Description of the task = Nothing past the line containing "fn from_str(s: &str)" belongs in the output. Copy exactly every line of the data below from the first up to and including it.

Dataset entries
==================================================
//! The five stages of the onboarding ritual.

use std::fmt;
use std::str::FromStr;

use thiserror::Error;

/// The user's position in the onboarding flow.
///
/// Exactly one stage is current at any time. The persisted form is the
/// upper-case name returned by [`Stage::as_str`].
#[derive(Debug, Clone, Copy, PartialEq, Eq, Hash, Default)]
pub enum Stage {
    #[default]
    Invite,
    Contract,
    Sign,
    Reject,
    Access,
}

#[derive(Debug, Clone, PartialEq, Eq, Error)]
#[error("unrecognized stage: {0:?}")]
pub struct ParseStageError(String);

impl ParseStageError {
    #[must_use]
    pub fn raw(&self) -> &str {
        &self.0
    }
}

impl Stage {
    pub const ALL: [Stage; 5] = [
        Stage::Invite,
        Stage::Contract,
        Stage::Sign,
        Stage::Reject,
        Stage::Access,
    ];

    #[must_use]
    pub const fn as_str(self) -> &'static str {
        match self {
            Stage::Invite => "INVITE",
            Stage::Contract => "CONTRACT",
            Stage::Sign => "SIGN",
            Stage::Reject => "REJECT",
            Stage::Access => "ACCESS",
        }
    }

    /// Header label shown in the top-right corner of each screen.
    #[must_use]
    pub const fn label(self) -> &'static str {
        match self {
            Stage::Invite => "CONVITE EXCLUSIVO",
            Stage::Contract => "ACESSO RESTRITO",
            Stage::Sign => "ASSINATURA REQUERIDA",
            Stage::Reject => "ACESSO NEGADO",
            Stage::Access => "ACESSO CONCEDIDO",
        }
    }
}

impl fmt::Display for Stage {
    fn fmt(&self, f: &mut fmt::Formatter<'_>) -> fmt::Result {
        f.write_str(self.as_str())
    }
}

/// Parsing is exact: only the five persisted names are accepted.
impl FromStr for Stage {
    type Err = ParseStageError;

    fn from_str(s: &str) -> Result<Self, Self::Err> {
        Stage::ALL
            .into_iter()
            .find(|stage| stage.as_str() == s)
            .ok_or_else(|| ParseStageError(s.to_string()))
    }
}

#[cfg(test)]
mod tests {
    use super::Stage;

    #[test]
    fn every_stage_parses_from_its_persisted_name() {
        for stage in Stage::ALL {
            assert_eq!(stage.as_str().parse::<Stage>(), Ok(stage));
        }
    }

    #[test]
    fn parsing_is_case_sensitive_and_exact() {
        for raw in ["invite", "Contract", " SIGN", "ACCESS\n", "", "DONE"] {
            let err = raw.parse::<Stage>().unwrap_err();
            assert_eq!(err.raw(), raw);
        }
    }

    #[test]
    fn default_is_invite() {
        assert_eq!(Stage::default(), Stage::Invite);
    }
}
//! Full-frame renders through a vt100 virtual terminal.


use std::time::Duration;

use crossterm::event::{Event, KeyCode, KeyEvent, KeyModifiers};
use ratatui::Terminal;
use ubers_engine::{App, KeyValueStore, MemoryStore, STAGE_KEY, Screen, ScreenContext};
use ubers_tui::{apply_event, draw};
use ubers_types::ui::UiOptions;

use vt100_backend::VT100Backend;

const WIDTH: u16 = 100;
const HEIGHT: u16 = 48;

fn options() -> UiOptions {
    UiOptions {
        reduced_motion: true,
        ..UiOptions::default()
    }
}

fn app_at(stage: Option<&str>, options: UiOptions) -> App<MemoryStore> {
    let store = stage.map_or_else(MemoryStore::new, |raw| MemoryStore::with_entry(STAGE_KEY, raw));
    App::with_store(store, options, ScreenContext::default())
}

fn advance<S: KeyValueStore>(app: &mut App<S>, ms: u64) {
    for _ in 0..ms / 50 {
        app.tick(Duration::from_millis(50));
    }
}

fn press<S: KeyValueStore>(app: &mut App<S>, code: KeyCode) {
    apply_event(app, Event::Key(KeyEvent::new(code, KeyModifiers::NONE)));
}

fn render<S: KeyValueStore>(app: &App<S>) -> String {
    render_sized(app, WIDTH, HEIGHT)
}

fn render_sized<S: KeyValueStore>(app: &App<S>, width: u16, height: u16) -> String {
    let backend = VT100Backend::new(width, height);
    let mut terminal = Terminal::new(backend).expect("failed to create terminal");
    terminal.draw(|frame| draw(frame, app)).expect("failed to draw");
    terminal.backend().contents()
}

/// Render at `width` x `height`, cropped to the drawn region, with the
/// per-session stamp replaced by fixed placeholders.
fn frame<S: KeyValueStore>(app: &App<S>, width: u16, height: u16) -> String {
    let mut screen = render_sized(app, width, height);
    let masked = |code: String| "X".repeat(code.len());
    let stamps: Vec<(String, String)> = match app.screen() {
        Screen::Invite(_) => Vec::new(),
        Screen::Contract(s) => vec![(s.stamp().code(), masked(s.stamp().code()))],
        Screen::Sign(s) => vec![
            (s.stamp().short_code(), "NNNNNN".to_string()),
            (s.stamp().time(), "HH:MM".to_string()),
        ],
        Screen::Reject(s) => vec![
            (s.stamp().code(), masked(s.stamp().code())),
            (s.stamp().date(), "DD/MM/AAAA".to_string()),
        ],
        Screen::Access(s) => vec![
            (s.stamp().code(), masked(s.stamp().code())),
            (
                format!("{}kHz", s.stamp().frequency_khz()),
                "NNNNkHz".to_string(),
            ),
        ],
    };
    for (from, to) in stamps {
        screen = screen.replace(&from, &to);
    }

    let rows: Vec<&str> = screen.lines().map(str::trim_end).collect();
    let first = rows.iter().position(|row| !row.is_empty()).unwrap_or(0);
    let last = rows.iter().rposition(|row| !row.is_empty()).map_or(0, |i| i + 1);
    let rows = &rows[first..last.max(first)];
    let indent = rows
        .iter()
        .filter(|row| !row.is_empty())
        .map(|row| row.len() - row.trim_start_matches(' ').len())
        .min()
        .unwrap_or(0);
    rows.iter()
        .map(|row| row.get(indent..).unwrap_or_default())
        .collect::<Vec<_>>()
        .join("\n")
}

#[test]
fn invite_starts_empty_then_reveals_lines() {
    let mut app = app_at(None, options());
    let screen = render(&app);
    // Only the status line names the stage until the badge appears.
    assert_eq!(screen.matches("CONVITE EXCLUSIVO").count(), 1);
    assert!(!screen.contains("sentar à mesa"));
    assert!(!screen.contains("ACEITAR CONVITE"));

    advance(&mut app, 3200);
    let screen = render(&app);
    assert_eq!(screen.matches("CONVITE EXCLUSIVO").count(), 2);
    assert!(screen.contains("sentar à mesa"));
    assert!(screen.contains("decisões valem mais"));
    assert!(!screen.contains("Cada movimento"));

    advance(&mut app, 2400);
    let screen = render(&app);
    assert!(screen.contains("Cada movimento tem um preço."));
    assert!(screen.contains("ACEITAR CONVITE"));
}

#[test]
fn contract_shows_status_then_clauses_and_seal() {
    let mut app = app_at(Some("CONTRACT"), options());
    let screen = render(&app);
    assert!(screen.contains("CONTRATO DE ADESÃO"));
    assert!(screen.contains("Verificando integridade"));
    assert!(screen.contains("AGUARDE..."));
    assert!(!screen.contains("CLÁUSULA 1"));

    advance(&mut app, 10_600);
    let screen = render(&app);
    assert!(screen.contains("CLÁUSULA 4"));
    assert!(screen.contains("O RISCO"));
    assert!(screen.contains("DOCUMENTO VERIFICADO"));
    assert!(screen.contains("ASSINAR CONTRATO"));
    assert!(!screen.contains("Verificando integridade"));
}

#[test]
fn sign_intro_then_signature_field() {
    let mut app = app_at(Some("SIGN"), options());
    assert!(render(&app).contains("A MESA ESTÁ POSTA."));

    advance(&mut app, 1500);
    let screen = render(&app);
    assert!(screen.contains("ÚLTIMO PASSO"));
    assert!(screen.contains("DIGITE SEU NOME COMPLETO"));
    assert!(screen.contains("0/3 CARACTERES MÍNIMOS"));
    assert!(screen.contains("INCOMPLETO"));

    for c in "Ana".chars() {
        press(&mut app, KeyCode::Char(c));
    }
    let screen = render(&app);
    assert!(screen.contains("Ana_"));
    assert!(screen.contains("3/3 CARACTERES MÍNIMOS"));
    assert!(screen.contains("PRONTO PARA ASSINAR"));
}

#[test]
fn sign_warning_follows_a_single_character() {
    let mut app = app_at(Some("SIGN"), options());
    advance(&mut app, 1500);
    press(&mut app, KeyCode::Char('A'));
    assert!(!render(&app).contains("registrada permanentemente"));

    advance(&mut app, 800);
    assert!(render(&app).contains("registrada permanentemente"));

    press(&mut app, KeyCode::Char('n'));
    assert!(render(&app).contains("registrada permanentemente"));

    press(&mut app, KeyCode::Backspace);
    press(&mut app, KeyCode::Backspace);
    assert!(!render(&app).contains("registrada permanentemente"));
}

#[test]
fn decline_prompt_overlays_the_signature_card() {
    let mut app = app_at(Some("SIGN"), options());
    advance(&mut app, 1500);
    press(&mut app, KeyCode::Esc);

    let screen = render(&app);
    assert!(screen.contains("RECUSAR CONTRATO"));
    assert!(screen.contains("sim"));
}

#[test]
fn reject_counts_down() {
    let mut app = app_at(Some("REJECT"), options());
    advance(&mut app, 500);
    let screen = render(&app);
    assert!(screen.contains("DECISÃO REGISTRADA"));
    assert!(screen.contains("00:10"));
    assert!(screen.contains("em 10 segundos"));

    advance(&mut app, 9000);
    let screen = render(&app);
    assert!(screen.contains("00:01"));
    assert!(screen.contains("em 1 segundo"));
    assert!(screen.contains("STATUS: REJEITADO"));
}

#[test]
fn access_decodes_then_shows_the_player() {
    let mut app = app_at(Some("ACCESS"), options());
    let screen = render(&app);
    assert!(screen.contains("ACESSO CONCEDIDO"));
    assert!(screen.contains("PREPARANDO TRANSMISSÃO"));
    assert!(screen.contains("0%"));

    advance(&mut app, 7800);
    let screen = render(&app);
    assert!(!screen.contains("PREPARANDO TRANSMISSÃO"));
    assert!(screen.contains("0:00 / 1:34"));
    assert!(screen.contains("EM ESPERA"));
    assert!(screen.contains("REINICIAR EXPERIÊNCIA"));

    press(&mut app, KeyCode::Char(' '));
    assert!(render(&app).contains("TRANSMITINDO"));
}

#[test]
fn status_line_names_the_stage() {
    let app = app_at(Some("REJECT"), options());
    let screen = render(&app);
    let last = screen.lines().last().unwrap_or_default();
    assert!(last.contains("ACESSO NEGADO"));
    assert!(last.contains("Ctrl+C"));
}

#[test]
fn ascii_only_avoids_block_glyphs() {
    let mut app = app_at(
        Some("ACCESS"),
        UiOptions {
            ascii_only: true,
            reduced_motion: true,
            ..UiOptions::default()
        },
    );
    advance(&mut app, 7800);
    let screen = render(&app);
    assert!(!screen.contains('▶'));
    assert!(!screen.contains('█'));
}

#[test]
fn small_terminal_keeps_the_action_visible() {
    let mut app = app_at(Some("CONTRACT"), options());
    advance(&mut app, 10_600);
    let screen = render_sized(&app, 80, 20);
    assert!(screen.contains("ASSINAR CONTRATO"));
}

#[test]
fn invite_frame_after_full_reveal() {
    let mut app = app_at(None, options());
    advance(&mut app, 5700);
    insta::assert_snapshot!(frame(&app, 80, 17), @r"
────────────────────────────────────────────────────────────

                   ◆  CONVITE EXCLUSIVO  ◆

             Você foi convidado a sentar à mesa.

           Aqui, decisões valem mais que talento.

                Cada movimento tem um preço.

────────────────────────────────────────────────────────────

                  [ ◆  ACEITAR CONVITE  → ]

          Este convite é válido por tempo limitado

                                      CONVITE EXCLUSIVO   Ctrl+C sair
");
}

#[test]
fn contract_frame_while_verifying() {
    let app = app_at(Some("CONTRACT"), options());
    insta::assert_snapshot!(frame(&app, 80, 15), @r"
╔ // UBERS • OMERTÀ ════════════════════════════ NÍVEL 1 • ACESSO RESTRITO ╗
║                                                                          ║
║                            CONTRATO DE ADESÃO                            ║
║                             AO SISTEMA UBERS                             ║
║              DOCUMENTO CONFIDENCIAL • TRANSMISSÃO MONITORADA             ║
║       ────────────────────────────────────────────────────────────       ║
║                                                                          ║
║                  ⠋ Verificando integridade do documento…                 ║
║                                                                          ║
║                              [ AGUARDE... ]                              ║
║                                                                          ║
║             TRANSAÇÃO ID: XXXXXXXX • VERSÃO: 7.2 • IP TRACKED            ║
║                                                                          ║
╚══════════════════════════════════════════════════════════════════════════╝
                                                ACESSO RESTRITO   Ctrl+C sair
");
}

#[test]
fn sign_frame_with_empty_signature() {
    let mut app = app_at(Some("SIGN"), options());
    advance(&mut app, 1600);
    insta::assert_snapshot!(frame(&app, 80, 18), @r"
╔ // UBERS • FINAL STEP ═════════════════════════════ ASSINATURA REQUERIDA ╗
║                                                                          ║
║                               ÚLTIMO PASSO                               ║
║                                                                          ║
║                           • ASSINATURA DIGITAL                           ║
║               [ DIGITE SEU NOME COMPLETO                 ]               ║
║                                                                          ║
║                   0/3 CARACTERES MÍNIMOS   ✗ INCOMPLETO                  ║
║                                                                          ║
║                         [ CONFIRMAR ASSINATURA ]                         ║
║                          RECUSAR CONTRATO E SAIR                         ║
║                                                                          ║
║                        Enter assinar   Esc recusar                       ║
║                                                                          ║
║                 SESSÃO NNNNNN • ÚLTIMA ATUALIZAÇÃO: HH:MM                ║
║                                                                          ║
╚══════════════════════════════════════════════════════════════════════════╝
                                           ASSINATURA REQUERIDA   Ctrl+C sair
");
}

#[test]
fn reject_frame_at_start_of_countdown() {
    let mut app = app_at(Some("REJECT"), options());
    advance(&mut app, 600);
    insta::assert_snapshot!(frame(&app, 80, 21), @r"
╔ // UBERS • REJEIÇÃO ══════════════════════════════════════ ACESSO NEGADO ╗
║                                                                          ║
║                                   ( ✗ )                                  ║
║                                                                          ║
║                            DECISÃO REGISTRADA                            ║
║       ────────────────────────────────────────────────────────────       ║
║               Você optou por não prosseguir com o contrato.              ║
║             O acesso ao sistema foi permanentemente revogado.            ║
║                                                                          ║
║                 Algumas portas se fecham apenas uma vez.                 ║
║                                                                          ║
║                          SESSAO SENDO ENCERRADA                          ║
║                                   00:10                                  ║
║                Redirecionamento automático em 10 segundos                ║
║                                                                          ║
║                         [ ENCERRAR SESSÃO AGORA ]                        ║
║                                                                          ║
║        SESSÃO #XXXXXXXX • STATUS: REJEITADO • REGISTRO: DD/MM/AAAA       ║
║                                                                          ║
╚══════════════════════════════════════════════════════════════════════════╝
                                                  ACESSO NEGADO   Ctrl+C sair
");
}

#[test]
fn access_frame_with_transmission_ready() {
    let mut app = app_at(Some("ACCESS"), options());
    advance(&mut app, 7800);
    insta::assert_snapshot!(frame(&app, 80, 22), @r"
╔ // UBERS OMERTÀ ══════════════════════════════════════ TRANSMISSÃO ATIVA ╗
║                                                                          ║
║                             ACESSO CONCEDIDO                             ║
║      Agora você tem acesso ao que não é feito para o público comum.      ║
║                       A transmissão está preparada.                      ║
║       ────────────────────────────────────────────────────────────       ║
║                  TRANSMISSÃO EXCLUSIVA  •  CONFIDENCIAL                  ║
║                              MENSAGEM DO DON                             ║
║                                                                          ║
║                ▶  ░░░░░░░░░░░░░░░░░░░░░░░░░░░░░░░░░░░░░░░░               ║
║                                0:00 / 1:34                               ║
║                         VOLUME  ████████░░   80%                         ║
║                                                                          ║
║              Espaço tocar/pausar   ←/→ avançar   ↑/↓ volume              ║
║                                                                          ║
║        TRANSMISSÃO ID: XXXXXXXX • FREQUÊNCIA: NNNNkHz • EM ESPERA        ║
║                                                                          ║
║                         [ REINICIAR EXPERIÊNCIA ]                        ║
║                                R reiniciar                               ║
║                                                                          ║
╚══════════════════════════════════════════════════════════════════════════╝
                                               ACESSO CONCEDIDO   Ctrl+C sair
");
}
==================================================
Answer to this task =
//! The five stages of the onboarding ritual.

use std::fmt;
use std::str::FromStr;

use thiserror::Error;

/// The user's position in the onboarding flow.
///
/// Exactly one stage is current at any time. The persisted form is the
/// upper-case name returned by [`Stage::as_str`].
#[derive(Debug, Clone, Copy, PartialEq, Eq, Hash, Default)]
pub enum Stage {
    #[default]
    Invite,
    Contract,
    Sign,
    Reject,
    Access,
}

#[derive(Debug, Clone, PartialEq, Eq, Error)]
#[error("unrecognized stage: {0:?}")]
pub struct ParseStageError(String);

impl ParseStageError {
    #[must_use]
    pub fn raw(&self) -> &str {
        &self.0
    }
}

impl Stage {
    pub const ALL: [Stage; 5] = [
        Stage::Invite,
        Stage::Contract,
        Stage::Sign,
        Stage::Reject,
        Stage::Access,
    ];

    #[must_use]
    pub const fn as_str(self) -> &'static str {
        match self {
            Stage::Invite => "INVITE",
            Stage::Contract => "CONTRACT",
            Stage::Sign => "SIGN",
            Stage::Reject => "REJECT",
            Stage::Access => "ACCESS",
        }
    }

    /// Header label shown in the top-right corner of each screen.
    #[must_use]
    pub const fn label(self) -> &'static str {
        match self {
            Stage::Invite => "CONVITE EXCLUSIVO",
            Stage::Contract => "ACESSO RESTRITO",
            Stage::Sign => "ASSINATURA REQUERIDA",
            Stage::Reject => "ACESSO NEGADO",
            Stage::Access => "ACESSO CONCEDIDO",
        }
    }
}

impl fmt::Display for Stage {
    fn fmt(&self, f: &mut fmt::Formatter<'_>) -> fmt::Result {
        f.write_str(self.as_str())
    }
}

/// Parsing is exact: only the five persisted names are accepted.
impl FromStr for Stage {
    type Err = ParseStageError;

    fn from_str(s: &str) -> Result<Self, Self::Err> {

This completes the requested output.